07/05/09

Gesto revelador

Ella, como de costumbre, acompañó su sonrisa con una mirada sensual. Pero esta vez, gracias a un pequeño detalle, él pudo darse cuenta. Ah, claro -se dijo para sus adentros-... es que ella es un cocodrilo.

4 comentarios:

Anónimo dijo...

Estoy muy de cuerdo!

chiquitacubana dijo...

El, como de costumbre, acompañó su sonrisa posando la mano en su cabello. Pero esta vez, gracias a un pequeño detalle, ella pudo darse cuenta. Ah, claro -se dijo para sus adentros-... el es un lobo.
saludos,

Ernesto Menéndez-Conde dijo...

Chiquitacubana:
Muchas gracias por agregar este fragmento del relato.
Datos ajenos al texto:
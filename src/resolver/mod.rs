//! Deterministic mapping from media URLs and post IDs to on-disk paths.
//!
//! The resolver is the leaf of the cache subsystem: a pure function from
//! URL to path with no I/O and no randomness, so repeated calls for the
//! same URL agree across workers and across process restarts. Cache hits
//! after a restart depend on this.
//!
//! # Layout
//!
//! ```text
//! <cache root>/
//!   media/<domain>/<filename>          one file per cached media item
//!   metadata/<shard>/<post_id>.json    one record per submission
//!   metadata/index.json                submission index
//! ```
//!
//! Media files are partitioned by source domain and metadata files by a
//! two-character ID prefix to bound directory fan-out.

pub mod normalize;

use sha2::{Digest, Sha256};
use std::fmt;
use std::path::{Path, PathBuf};
use url::Url;

use crate::error::{CacheError, CacheResult};
use normalize::{clean_filename, normalize_media_url, redgifs_id_from_path};

/// Name of the media subtree under the cache root.
pub const MEDIA_DIR: &str = "media";
/// Name of the metadata subtree under the cache root.
pub const METADATA_DIR: &str = "metadata";
/// Fixed name of the submission index file inside the metadata subtree.
pub const INDEX_FILE: &str = "index.json";

/// Deterministic identifier for one cached media file.
///
/// Derived from the media URL as `domain` plus a sanitized `filename`.
/// The string form (`domain/filename`, always forward slashes) is what
/// metadata records and the submission index store; the platform path
/// form is produced by [`PathResolver::media_path`].
#[derive(Debug, Clone, PartialEq, Eq, Hash)]
pub struct CacheKey {
    domain: String,
    filename: String,
}

impl CacheKey {
    /// Source domain this key is partitioned under.
    #[must_use]
    pub fn domain(&self) -> &str {
        &self.domain
    }

    /// Sanitized filename component.
    #[must_use]
    pub fn filename(&self) -> &str {
        &self.filename
    }

    /// Portable relative form used in metadata records and the index.
    #[must_use]
    pub fn relative(&self) -> String {
        format!("{}/{}", self.domain, self.filename)
    }
}

impl fmt::Display for CacheKey {
    fn fmt(&self, f: &mut fmt::Formatter<'_>) -> fmt::Result {
        write!(f, "{}/{}", self.domain, self.filename)
    }
}

/// Pure URL-to-path and post-ID-to-path mapping for one cache root.
///
/// Construction records the layout; no directories are created until a
/// write actually happens.
#[derive(Debug, Clone)]
pub struct PathResolver {
    media_root: PathBuf,
    metadata_root: PathBuf,
}

impl PathResolver {
    /// Create a resolver for the given cache root.
    #[must_use]
    pub fn new(cache_root: &Path) -> Self {
        Self {
            media_root: cache_root.join(MEDIA_DIR),
            metadata_root: cache_root.join(METADATA_DIR),
        }
    }

    /// Root of the media subtree.
    #[must_use]
    pub fn media_root(&self) -> &Path {
        &self.media_root
    }

    /// Root of the metadata subtree.
    #[must_use]
    pub fn metadata_root(&self) -> &Path {
        &self.metadata_root
    }

    /// Fixed path of the on-disk submission index.
    #[must_use]
    pub fn index_path(&self) -> PathBuf {
        self.metadata_root.join(INDEX_FILE)
    }

    /// Derive the cache key for a media URL.
    ///
    /// The URL is normalized first so equivalent provider spellings
    /// (mobile hosts, iframe embeds, `.gifv` wrappers) agree on one key.
    ///
    /// # Errors
    ///
    /// Returns [`CacheError::InvalidUrl`] when the URL cannot be parsed
    /// into a domain and identifier. Batch callers skip the item.
    pub fn cache_key(&self, raw_url: &str) -> CacheResult<CacheKey> {
        let url_str = normalize_media_url(raw_url);
        let parsed =
            Url::parse(&url_str).map_err(|_| CacheError::InvalidUrl(raw_url.to_string()))?;
        let domain = parsed
            .host_str()
            .filter(|h| !h.is_empty() && !h.chars().all(|c| c == '.'))
            .ok_or_else(|| CacheError::InvalidUrl(raw_url.to_string()))?
            .to_ascii_lowercase();

        let decoded_path = percent_decode(parsed.path());
        let last_segment = decoded_path.rsplit('/').next().unwrap_or("");

        let filename = if domain.ends_with("redgifs.com") {
            redgifs_filename(&url_str, &decoded_path, last_segment)
        } else {
            clean_filename(last_segment)
                .unwrap_or_else(|| fallback_filename(&url_str, &domain))
        };

        Ok(CacheKey { domain, filename })
    }

    /// Absolute on-disk path for a cache key.
    #[must_use]
    pub fn media_path(&self, key: &CacheKey) -> PathBuf {
        self.media_root.join(&key.domain).join(&key.filename)
    }

    /// Deterministically compute the cached file path for a media URL.
    ///
    /// # Errors
    ///
    /// Returns [`CacheError::InvalidUrl`] when no cache key can be
    /// derived; see [`PathResolver::cache_key`].
    pub fn resolve(&self, url: &str) -> CacheResult<PathBuf> {
        Ok(self.media_path(&self.cache_key(url)?))
    }

    /// Absolute path for a portable relative media reference
    /// (`domain/filename`) as stored in metadata records.
    #[must_use]
    pub fn media_path_from_relative(&self, relative: &str) -> PathBuf {
        let mut path = self.media_root.clone();
        for component in relative.split('/').filter(|c| !c.is_empty()) {
            path.push(component);
        }
        path
    }

    /// Portable relative form of an absolute media path, if it lives
    /// under this resolver's media root.
    #[must_use]
    pub fn relative_media(&self, path: &Path) -> Option<String> {
        let rel = path.strip_prefix(&self.media_root).ok()?;
        let parts: Vec<&str> = rel.iter().filter_map(|c| c.to_str()).collect();
        if parts.is_empty() {
            return None;
        }
        Some(parts.join("/"))
    }

    /// Deterministic metadata file location for a post ID.
    ///
    /// Records are sharded by the first two characters of the ID to
    /// avoid unbounded directory fan-out (Reddit IDs are base-36, so at
    /// most ~1.3k shard directories exist).
    ///
    /// # Errors
    ///
    /// Returns [`CacheError::InvalidPostId`] when the ID is empty or
    /// contains characters that would escape the metadata subtree.
    pub fn metadata_path(&self, post_id: &str) -> CacheResult<PathBuf> {
        let shard = metadata_shard(post_id)?;
        Ok(self
            .metadata_root
            .join(shard)
            .join(format!("{post_id}.json")))
    }

    /// Portable relative metadata reference (`shard/<id>.json`) as stored
    /// in the submission index.
    ///
    /// # Errors
    ///
    /// Returns [`CacheError::InvalidPostId`] for IDs that fail
    /// validation; see [`PathResolver::metadata_path`].
    pub fn metadata_relative(&self, post_id: &str) -> CacheResult<String> {
        let shard = metadata_shard(post_id)?;
        Ok(format!("{shard}/{post_id}.json"))
    }

    /// Absolute path for a portable relative metadata reference.
    #[must_use]
    pub fn metadata_path_from_relative(&self, relative: &str) -> PathBuf {
        let mut path = self.metadata_root.clone();
        for component in relative.split('/').filter(|c| !c.is_empty()) {
            path.push(component);
        }
        path
    }
}

/// Validate a post ID and compute its shard directory name.
fn metadata_shard(post_id: &str) -> CacheResult<String> {
    if post_id.is_empty()
        || !post_id
            .chars()
            .all(|c| c.is_ascii_alphanumeric() || c == '_')
    {
        return Err(CacheError::InvalidPostId(post_id.to_string()));
    }
    let shard: String = post_id.chars().take(2).collect();
    Ok(shard.to_ascii_lowercase())
}

/// Filename derivation for RedGifs URLs, which often lack a usable path
/// segment (watch pages, extension-less media links).
fn redgifs_filename(url: &str, decoded_path: &str, last_segment: &str) -> String {
    // Direct media URLs already carry a good filename.
    if last_segment.to_ascii_lowercase().ends_with(".mp4") {
        if let Some(name) = clean_filename(last_segment) {
            return name;
        }
    }
    if let Some(id) = redgifs_id_from_path(decoded_path) {
        return format!("{id}.mp4");
    }
    format!("redgif_{}.mp4", url_digest(url))
}

/// Hash-derived filename for URLs without a usable path segment.
///
/// The digest keys on the full URL so distinct URLs never share a
/// fallback name within a domain.
fn fallback_filename(url: &str, domain: &str) -> String {
    let extension = guess_extension(url, domain);
    format!("media_{}{}", url_digest(url), extension)
}

/// First 16 hex characters of the URL's SHA-256 digest.
fn url_digest(url: &str) -> String {
    let mut hasher = Sha256::new();
    hasher.update(url.as_bytes());
    let digest = hasher.finalize();
    let hex: String = digest.iter().map(|b| format!("{b:02x}")).collect();
    hex[..16].to_string()
}

/// Guess a file extension from the URL tail for fallback names.
fn guess_extension(url: &str, domain: &str) -> &'static str {
    let lower = url.to_ascii_lowercase();
    if lower.ends_with(".mp4") {
        ".mp4"
    } else if lower.ends_with(".jpg") || lower.ends_with(".jpeg") {
        ".jpg"
    } else if lower.ends_with(".png") {
        ".png"
    } else if lower.ends_with(".gif") {
        ".gif"
    } else if lower.ends_with(".webm") {
        ".webm"
    } else if domain.ends_with("redgifs.com") {
        ".mp4"
    } else {
        ""
    }
}

/// Minimal percent-decoding for URL path segments.
///
/// Invalid escapes are kept literally rather than rejected; the result
/// only ever feeds filename sanitization.
fn percent_decode(path: &str) -> String {
    let bytes = path.as_bytes();
    let mut out = Vec::with_capacity(bytes.len());
    let mut i = 0;
    while i < bytes.len() {
        if bytes[i] == b'%' && i + 2 < bytes.len() {
            let hex = &path[i + 1..i + 3];
            if let Ok(byte) = u8::from_str_radix(hex, 16) {
                out.push(byte);
                i += 3;
                continue;
            }
        }
        out.push(bytes[i]);
        i += 1;
    }
    String::from_utf8_lossy(&out).into_owned()
}

#[cfg(test)]
mod tests {
    use super::*;
    use std::path::Path;

    fn resolver() -> PathResolver {
        PathResolver::new(Path::new("/tmp/redcache-test"))
    }

    #[test]
    fn resolve_is_deterministic() {
        let r = resolver();
        let url = "https://i.redd.it/abcdef123456.jpg";
        assert_eq!(r.resolve(url).unwrap(), r.resolve(url).unwrap());
    }

    #[test]
    fn resolve_partitions_by_domain() {
        let r = resolver();
        let path = r.resolve("https://i.redd.it/abcdef123456.jpg").unwrap();
        assert!(path.starts_with(r.media_root().join("i.redd.it")));
        assert_eq!(path.file_name().unwrap(), "abcdef123456.jpg");
    }

    #[test]
    fn distinct_domains_yield_distinct_paths() {
        let r = resolver();
        let a = r.resolve("https://i.redd.it/pic.jpg").unwrap();
        let b = r.resolve("https://i.imgur.com/pic.jpg").unwrap();
        assert_ne!(a, b);
    }

    #[test]
    fn query_characters_never_reach_the_filename() {
        let r = resolver();
        let key = r
            .cache_key("https://preview.redd.it/pic.jpg?width=640&s=abc")
            .unwrap();
        assert!(!key.filename().contains('?'));
        assert!(!key.filename().contains('&'));
    }

    #[test]
    fn equivalent_redgifs_spellings_share_a_key() {
        let r = resolver();
        let a = r.cache_key("https://v3.redgifs.com/watch/bravegif").unwrap();
        let b = r.cache_key("https://www.redgifs.com/watch/bravegif").unwrap();
        assert_eq!(a, b);
        assert_eq!(a.filename(), "bravegif.mp4");
    }

    #[test]
    fn redgifs_media_url_keeps_its_filename() {
        let r = resolver();
        let key = r
            .cache_key("https://media.redgifs.com/BraveGif.mp4")
            .unwrap();
        assert_eq!(key.filename(), "BraveGif.mp4");
    }

    #[test]
    fn gifv_maps_to_mp4_key() {
        let r = resolver();
        let key = r.cache_key("https://i.imgur.com/abcd.gifv").unwrap();
        assert_eq!(key.filename(), "abcd.mp4");
    }

    #[test]
    fn bare_path_urls_get_distinct_hashed_filenames() {
        let r = resolver();
        let a = r.cache_key("https://example.com/").unwrap();
        let b = r.cache_key("https://example.com/?id=2").unwrap();
        assert_ne!(a.filename(), b.filename());
        assert!(a.filename().starts_with("media_"));
    }

    #[test]
    fn unparseable_url_is_invalid() {
        let r = resolver();
        assert!(matches!(
            r.resolve("not a url"),
            Err(CacheError::InvalidUrl(_))
        ));
        assert!(matches!(
            r.resolve("file:///etc/passwd"),
            Err(CacheError::InvalidUrl(_))
        ));
    }

    #[test]
    fn relative_round_trips_through_media_path() {
        let r = resolver();
        let key = r.cache_key("https://i.redd.it/pic.jpg").unwrap();
        let abs = r.media_path(&key);
        assert_eq!(r.relative_media(&abs).as_deref(), Some("i.redd.it/pic.jpg"));
        assert_eq!(r.media_path_from_relative(&key.relative()), abs);
    }

    #[test]
    fn metadata_path_shards_by_id_prefix() {
        let r = resolver();
        let path = r.metadata_path("abc123").unwrap();
        assert!(path.starts_with(r.metadata_root().join("ab")));
        assert_eq!(path.file_name().unwrap(), "abc123.json");
    }

    #[test]
    fn metadata_relative_uses_forward_slashes() {
        let r = resolver();
        assert_eq!(r.metadata_relative("abc123").unwrap(), "ab/abc123.json");
    }

    #[test]
    fn hostile_post_ids_are_rejected() {
        let r = resolver();
        for id in ["", "../escape", "a/b", "a\\b", "id with space"] {
            assert!(
                matches!(r.metadata_path(id), Err(CacheError::InvalidPostId(_))),
                "id {id:?} should be rejected"
            );
        }
    }

    #[test]
    fn percent_encoded_segments_are_decoded() {
        let r = resolver();
        let key = r.cache_key("https://i.redd.it/some%20pic.jpg").unwrap();
        assert_eq!(key.filename(), "some pic.jpg");
    }
}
No he parado de reirme por un buen tiempo. Muy ocurrente y muy divertida tu contribucion. Muchas gracias.

Gerardo Muñoz dijo...

Jejeje...muy bonito, E. Me cuadran mucho los microrelatos. Hace un tiempo escribia algunos, pero el tuyo esta genial, me ha recordado al de Monterroso:
"Cuando despertado alli estaba el dinosaurio".